Leave-one-out cross-validation method was used for verification of the decision rule (Rao et al., 2007). Verification procedure reveals the probability of false-negative diagnosis result at the level of 0.13 (sensitivity 0.87), false-positive at 0.26 (specificity 0.74). The receiver operating characteristic curve (ROC-curve) for the suggested method of diagnosis is shown in Figure 5B. It indicates the quality of the suggested method of binary classification. The curve shows the sensitivity to specificity ratio at various values of the threshold between the domains of normal state of health and angiospastic disorders. The area under the curve is 0.88, which is indicative of a high efficiency of the classifier.
The proposed decision rule (4) allows us to offer a diagnostics method for the functional state of peripheral vessels, which can be characterized as reserve possibilities of blood flow using the LDF method, and reactivity of peripheral vessels located at a greater depth using the cutaneous thermometry method.
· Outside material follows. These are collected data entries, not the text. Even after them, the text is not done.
//! Collective metadata extraction.
//!
//! Each rank describes its resident blocks, then the ranks agree on success
//! and exchange their descriptions so that every rank ends up with the same
//! global record.
//!
//! All entry points are collective over `comm`: every rank must call the same
//! entry point, in the same order relative to other collectives, with a
//! hierarchy of the same shape. A rank that fails locally still takes part in
//! the status agreement, so the group never hangs on a local error: the
//! failing rank returns its own error and every other rank returns
//! [`MeshError::CollectiveFailure`].

use crate::algs::apply::{CONTINUE, Status, apply_composite_indexed, composite_leaf_slot_count};
use crate::algs::communicator::{CommTag, Communicator};
use crate::algs::ghost::get_ghost_layer_metadata;
use crate::algs::wire::{decode_payload, encode_payload, kind};
use crate::data::array::GHOST_ARRAY_NAME;
use crate::data::attributes::{Association, get_attributes};
use crate::data::info::{HasInfo, InfoMap};
use crate::mesh_error::MeshError;
use crate::metadata::flags::MetadataFlags;
use crate::metadata::record::{ArrayMetadata, ArrayRange, BlockMetadata, MeshMetadata};
use crate::topology::amr::AmrDataSet;
use crate::topology::composite::{AsCompositeData, CompositeDataSet};
use crate::topology::dataset::DataSet;
use crate::topology::geometry::{Bounds, Extent, union_extent};
use crate::topology::mesh_kind::MeshKind;
use crate::topology::object::DataObject;
use itertools::Itertools;
use serde::{Deserialize, Serialize};

const STATUS_TAG: CommTag = CommTag(0x4d00);
const GATHER_TAG: CommTag = CommTag(0x4d10);

/// Describe `dobj`, leaf or hierarchy, into `md`.
///
/// `md.mesh_name` and `md.flags` are kept; every other field is replaced.
pub fn get_metadata<C: Communicator>(
    comm: &C,
    dobj: &DataObject,
    md: &mut MeshMetadata,
) -> Result<(), MeshError> {
    match dobj {
        DataObject::DataSet(_) => get_dataset_metadata(comm, dobj, md),
        _ => get_composite_metadata(comm, &dobj.as_composite_data(), md),
    }
}

/// Describe one leaf per rank. Rank `r`'s leaf becomes block `r`.
///
/// Hierarchies are refused with [`MeshError::CompositeNotAllowed`].
pub fn get_dataset_metadata<C: Communicator>(
    comm: &C,
    dobj: &DataObject,
    md: &mut MeshMetadata,
) -> Result<(), MeshError> {
    let rank = comm.rank();
    let local = match dobj {
        DataObject::DataSet(ds) => {
            let mut local = LocalContribution::new(rank, comm.size(), ds.kind());
            local.read_ghost_layers(Some(ds.info()));
            local.add_block(rank, ds, None, &md.flags).map(|()| local)
        }
        _ => {
            let err = MeshError::CompositeNotAllowed(dobj.kind().name());
            log::error!("{err}");
            Err(err)
        }
    };
    let contributions = exchange(comm, local)?;
    merge(contributions, md)
}

/// Describe a hierarchy distributed over the ranks of `comm`.
///
/// Slots absent on a rank are expected to be present on exactly one other
/// rank. AMR input also fills the level description.
pub fn get_composite_metadata<C, D>(
    comm: &C,
    cd: &D,
    md: &mut MeshMetadata,
) -> Result<(), MeshError>
where
    C: Communicator,
    D: CompositeDataSet + ?Sized,
{
    let local = describe_composite(comm.rank(), cd, &md.flags);
    let contributions = exchange(comm, local)?;
    merge(contributions, md)
}

/// Refinement layout of an AMR hierarchy.
#[derive(Clone, Debug, PartialEq, Serialize, Deserialize)]
struct AmrLayout {
    ref_ratio: Vec<[i32; 3]>,
    blocks_per_level: Vec<usize>,
}

impl AmrLayout {
    fn of(amr: &AmrDataSet) -> Self {
        Self {
            ref_ratio: amr.levels().iter().map(|l| l.refinement_ratio()).collect(),
            blocks_per_level: amr.blocks_per_level(),
        }
    }
}

/// What one rank knows before the exchange.
#[derive(Clone, Debug, Serialize, Deserialize)]
struct LocalContribution {
    rank: usize,
    mesh_type: MeshKind,
    num_slots: usize,
    blocks: Vec<BlockMetadata>,
    arrays: Vec<ArrayMetadata>,
    num_points: usize,
    num_cells: usize,
    cell_array_size: usize,
    bounds: Bounds,
    extent: Option<Extent>,
    /// Some block had no extent, so the union is undefined.
    extent_missing: bool,
    /// Recorded ghost layers, cells then nodes.
    ghost_layers: Option<(u32, u32)>,
    amr: Option<AmrLayout>,
}

impl LocalContribution {
    fn new(rank: usize, num_slots: usize, mesh_type: MeshKind) -> Self {
        Self {
            rank,
            mesh_type,
            num_slots,
            blocks: Vec::new(),
            arrays: Vec::new(),
            num_points: 0,
            num_cells: 0,
            cell_array_size: 0,
            bounds: Bounds::empty(),
            extent: None,
            extent_missing: false,
            ghost_layers: None,
            amr: None,
        }
    }

    fn add_block(
        &mut self,
        id: usize,
        ds: &DataSet,
        level: Option<usize>,
        flags: &MetadataFlags,
    ) -> Result<(), MeshError> {
        let mut ranges = Vec::new();
        for association in Association::ALL {
            for array in get_attributes(ds, association).arrays() {
                let range = flags.block_array_range.then(|| array.range()).flatten();
                merge_array(
                    &mut self.arrays,
                    ArrayMetadata {
                        name: array.name().to_string(),
                        association,
                        n_components: array.n_components(),
                        scalar_type: array.scalar_type(),
                        ghost: array.is_ghost(),
                        range,
                    },
                )?;
                ranges.push(ArrayRange {
                    name: array.name().to_string(),
                    association,
                    range,
                });
            }
        }

        let bounds = ds.bounds();
        let extent = ds.extent();
        self.num_points = self.num_points.saturating_add(ds.num_points());
        self.num_cells = self.num_cells.saturating_add(ds.num_cells());
        self.cell_array_size = self.cell_array_size.saturating_add(ds.cell_array_size());
        self.bounds = self.bounds.union(&bounds);
        match extent {
            Some(e) => self.extent = Some(self.extent.map_or(e, |acc| union_extent(&acc, &e))),
            None => self.extent_missing = true,
        }

        self.blocks.push(BlockMetadata {
            id,
            owner: self.rank,
            kind: ds.kind(),
            bounds,
            num_points: flags.block_size.then(|| ds.num_points()),
            num_cells: flags.block_size.then(|| ds.num_cells()),
            cell_array_size: flags.block_size.then(|| ds.cell_array_size()),
            extent: if flags.block_extents { extent } else { None },
            array_ranges: flags.block_array_range.then_some(ranges),
            level,
        });
        Ok(())
    }

    fn read_ghost_layers(&mut self, info: Option<&InfoMap>) {
        self.ghost_layers = info
            .and_then(get_ghost_layer_metadata)
            .map(|g| (g.cells, g.nodes));
    }

    /// Ghost depths: recorded layers, else one layer where a ghost array exists.
    fn ghost_counts(&self) -> (u32, u32) {
        self.ghost_layers.unwrap_or_else(|| {
            let has = |assoc| {
                self.arrays
                    .iter()
                    .any(|a| a.association == assoc && a.name == GHOST_ARRAY_NAME)
            };
            (
                u32::from(has(Association::Cell)),
                u32::from(has(Association::Point)),
            )
        })
    }
}

fn describe_composite<D: CompositeDataSet + ?Sized>(
    rank: usize,
    cd: &D,
    flags: &MetadataFlags,
) -> Result<LocalContribution, MeshError> {
    let amr = cd.as_amr();
    let mut local = LocalContribution::new(rank, composite_leaf_slot_count(cd), cd.kind());
    local.amr = amr.map(AmrLayout::of);
    local.read_ghost_layers(cd.root_info());

    let mut failure = None;
    let status: Status = apply_composite_indexed(cd, &mut |id: usize, ds: &DataSet| {
        let level = amr.and_then(|a| a.level_of(id)).map(|(l, _)| l);
        match local.add_block(id, ds, level, flags) {
            Ok(()) => CONTINUE,
            Err(e) => {
                failure = Some(e);
                -1
            }
        }
    });
    match failure {
        Some(err) => {
            log::error!("rank {rank}: block description failed: {err}");
            Err(err)
        }
        None if status != CONTINUE => Err(MeshError::CollectiveFailure {
            operation: "get_metadata",
            status,
        }),
        None => Ok(local),
    }
}

/// Insert `entry` into the inventory, or fold it into the entry of the same
/// name and association.
fn merge_array(inventory: &mut Vec<ArrayMetadata>, entry: ArrayMetadata) -> Result<(), MeshError> {
    let Some(known) = inventory
        .iter_mut()
        .find(|a| a.name == entry.name && a.association == entry.association)
    else {
        inventory.push(entry);
        return Ok(());
    };
    if known.scalar_type != entry.scalar_type || known.n_components != entry.n_components {
        let err = MeshError::ArrayMismatch {
            name: entry.name,
            association: entry.association,
            reason: format!(
                "{} x {} vs {} x {}",
                known.scalar_type.as_str(),
                known.n_components,
                entry.scalar_type.as_str(),
                entry.n_components
            ),
        };
        log::error!("{err}");
        return Err(err);
    }
    known.range = match (known.range, entry.range) {
        (Some([a, b]), Some([c, d])) => Some([a.min(c), b.max(d)]),
        (r, None) | (None, r) => r,
    };
    Ok(())
}

/// Agree on local success, then gather every rank's contribution.
fn exchange<C: Communicator>(
    comm: &C,
    local: Result<LocalContribution, MeshError>,
) -> Result<Vec<LocalContribution>, MeshError> {
    let payload = local.and_then(|l| encode_payload(kind::METADATA, &l));
    let status = if payload.is_ok() { 0 } else { -1 };
    let agreed = comm.all_reduce_min_i32(STATUS_TAG, status)?;
    let payload = payload?;
    if agreed < 0 {
        let err = MeshError::CollectiveFailure {
            operation: "get_metadata",
            status: agreed,
        };
        log::error!("rank {}: {err}", comm.rank());
        return Err(err);
    }
    comm.all_gather_bytes(GATHER_TAG, &payload)?
        .iter()
        .map(|bytes| decode_payload(kind::METADATA, bytes))
        .collect()
}

/// Fold contributions, in rank order, into a fresh global record. `md` is
/// only written on success.
fn merge(contributions: Vec<LocalContribution>, md: &mut MeshMetadata) -> Result<(), MeshError> {
    let mut out = MeshMetadata::new(md.mesh_name.clone()).with_flags(md.flags);
    out.global_view = true;
    out.mesh_type = contributions.first().map(|c| c.mesh_type);
    out.num_blocks = contributions.iter().map(|c| c.num_slots).max().unwrap_or(0);
    out.num_blocks_local = contributions.iter().map(|c| c.blocks.len()).collect();

    let mut extent_missing = false;
    let mut amr: Option<&AmrLayout> = None;
    for c in &contributions {
        out.num_points = out.num_points.saturating_add(c.num_points);
        out.num_cells = out.num_cells.saturating_add(c.num_cells);
        out.cell_array_size = out.cell_array_size.saturating_add(c.cell_array_size);
        out.bounds = out.bounds.union(&c.bounds);
        extent_missing |= c.extent_missing;
        if let Some(e) = c.extent {
            out.extent = Some(out.extent.map_or(e, |acc| union_extent(&acc, &e)));
        }
        let (cells, nodes) = c.ghost_counts();
        out.num_ghost_cells = out.num_ghost_cells.max(cells);
        out.num_ghost_nodes = out.num_ghost_nodes.max(nodes);
        for entry in &c.arrays {
            merge_array(&mut out.arrays, entry.clone())?;
        }
        match (amr, &c.amr) {
            (None, Some(layout)) => amr = Some(layout),
            (Some(first), Some(layout)) if first != layout => {
                let err = MeshError::InconsistentMetadata(format!(
                    "rank {} has a different refinement layout",
                    c.rank
                ));
                log::error!("{err}");
                return Err(err);
            }
            _ => {}
        }
    }
    if extent_missing {
        out.extent = None;
    }
    if let Some(layout) = amr {
        out.num_levels = layout.ref_ratio.len();
        out.ref_ratio = layout.ref_ratio.clone();
        out.blocks_per_level = layout.blocks_per_level.clone();
    }

    out.blocks = contributions.into_iter().flat_map(|c| c.blocks).collect();
    out.blocks.sort_by_key(|b| b.id);
    if let Some((a, b)) = out.blocks.iter().tuple_windows().find(|(a, b)| a.id == b.id) {
        let err = MeshError::DuplicateBlock {
            id: a.id,
            first: a.owner,
            second: b.owner,
        };
        log::error!("{err}");
        return Err(err);
    }

    let kinds: Vec<MeshKind> = out.blocks.iter().map(|b| b.kind).unique().collect();
    out.block_type = kinds.first().copied();
    if kinds.len() > 1 {
        log::debug!(
            "mesh `{}` mixes block kinds {:?}; reporting {:?}",
            out.mesh_name,
            kinds,
            out.block_type
        );
    }

    *md = out;
    Ok(())
}

#[cfg(test)]
mod tests {
    use super::*;
    use crate::algs::communicator::NoComm;
    use crate::data::array::DataArray;
    use crate::topology::multiblock::MultiBlock;

    fn image(x: f64) -> DataSet {
        DataSet::image([x, 0.0, 0.0], [1.0; 3], [0, 1, 0, 1, 0, 1])
    }

    #[test]
    fn serial_multiblock() {
        let mb = MultiBlock::with_blocks(vec![Some(image(0.0).into()), None, Some(image(2.0).into())]);
        let mut md = MeshMetadata::new("grid");
        get_metadata(&NoComm, &mb.into(), &mut md).unwrap();
        assert!(md.global_view);
        assert_eq!(md.mesh_name, "grid");
        assert_eq!(md.mesh_type, Some(MeshKind::MultiBlock));
        assert_eq!(md.block_type, Some(MeshKind::ImageData));
        assert_eq!(md.num_blocks, 3);
        assert_eq!(md.num_blocks_local, vec![2]);
        assert_eq!(md.blocks.iter().map(|b| b.id).collect::<Vec<_>>(), vec![0, 2]);
        assert_eq!(md.num_points, 16);
        assert_eq!(md.bounds, Bounds([0.0, 3.0, 0.0, 1.0, 0.0, 1.0]));
        assert_eq!(md.validate(), Ok(()));
    }

    #[test]
    fn conflicting_arrays_fail_locally() {
        let a = image(0.0).with_array(
            Association::Point,
            DataArray::aos("p", 1, vec![0.0f64; 8]).unwrap(),
        );
        let b = image(1.0).with_array(
            Association::Point,
            DataArray::aos("p", 1, vec![0i32; 8]).unwrap(),
        );
        let mb = MultiBlock::with_blocks(vec![Some(a.into()), Some(b.into())]);
        let mut md = MeshMetadata::new("m");
        let err = get_metadata(&NoComm, &mb.into(), &mut md).unwrap_err();
        assert!(matches!(err, MeshError::ArrayMismatch { .. }));
        assert!(!md.global_view);
        assert_eq!(md.mesh_name, "m");
    }

    #[test]
    fn dataset_overload_refuses_hierarchies() {
        let mut md = MeshMetadata::new("m");
        let err = get_dataset_metadata(&NoComm, &MultiBlock::new().into(), &mut md).unwrap_err();
        assert_eq!(err, MeshError::CompositeNotAllowed("multi_block"));
    }
}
Experimental Results and Discussion
The new diagnostic procedure using methods of laser Doppler flowmetry and thermometry during combined provocative factors of cold and ischemia was proposed in the study. It was suggested to use the measurements of blood microcirculation and skin temperature during the occlusion test in the thermally stabilized environment as a diagnostic approach for identification dysfunctions of the peripheral blood vasculature in PRD.
Using the experimental values of the parameters of LDF- and thermograms, a simple model for the classification of the presence or absence of vasospastic disorders in the fingers was proposed. The resulting classification model showed good results of sensitivity (0.87) and specificity (0.74).
The proposed approach of using a combination of several diagnostic technologies makes it possible to conduct a comprehensive assessment of the functional state of microcirculation vessels and larger vessels of the fingers. The combined effect of low temperature and temporary circulatory arrest provokes a manifestation of the vasospastic state. Since the vasospasm appears sporadically, this approach allows reducing the level of false–negative diagnostic results.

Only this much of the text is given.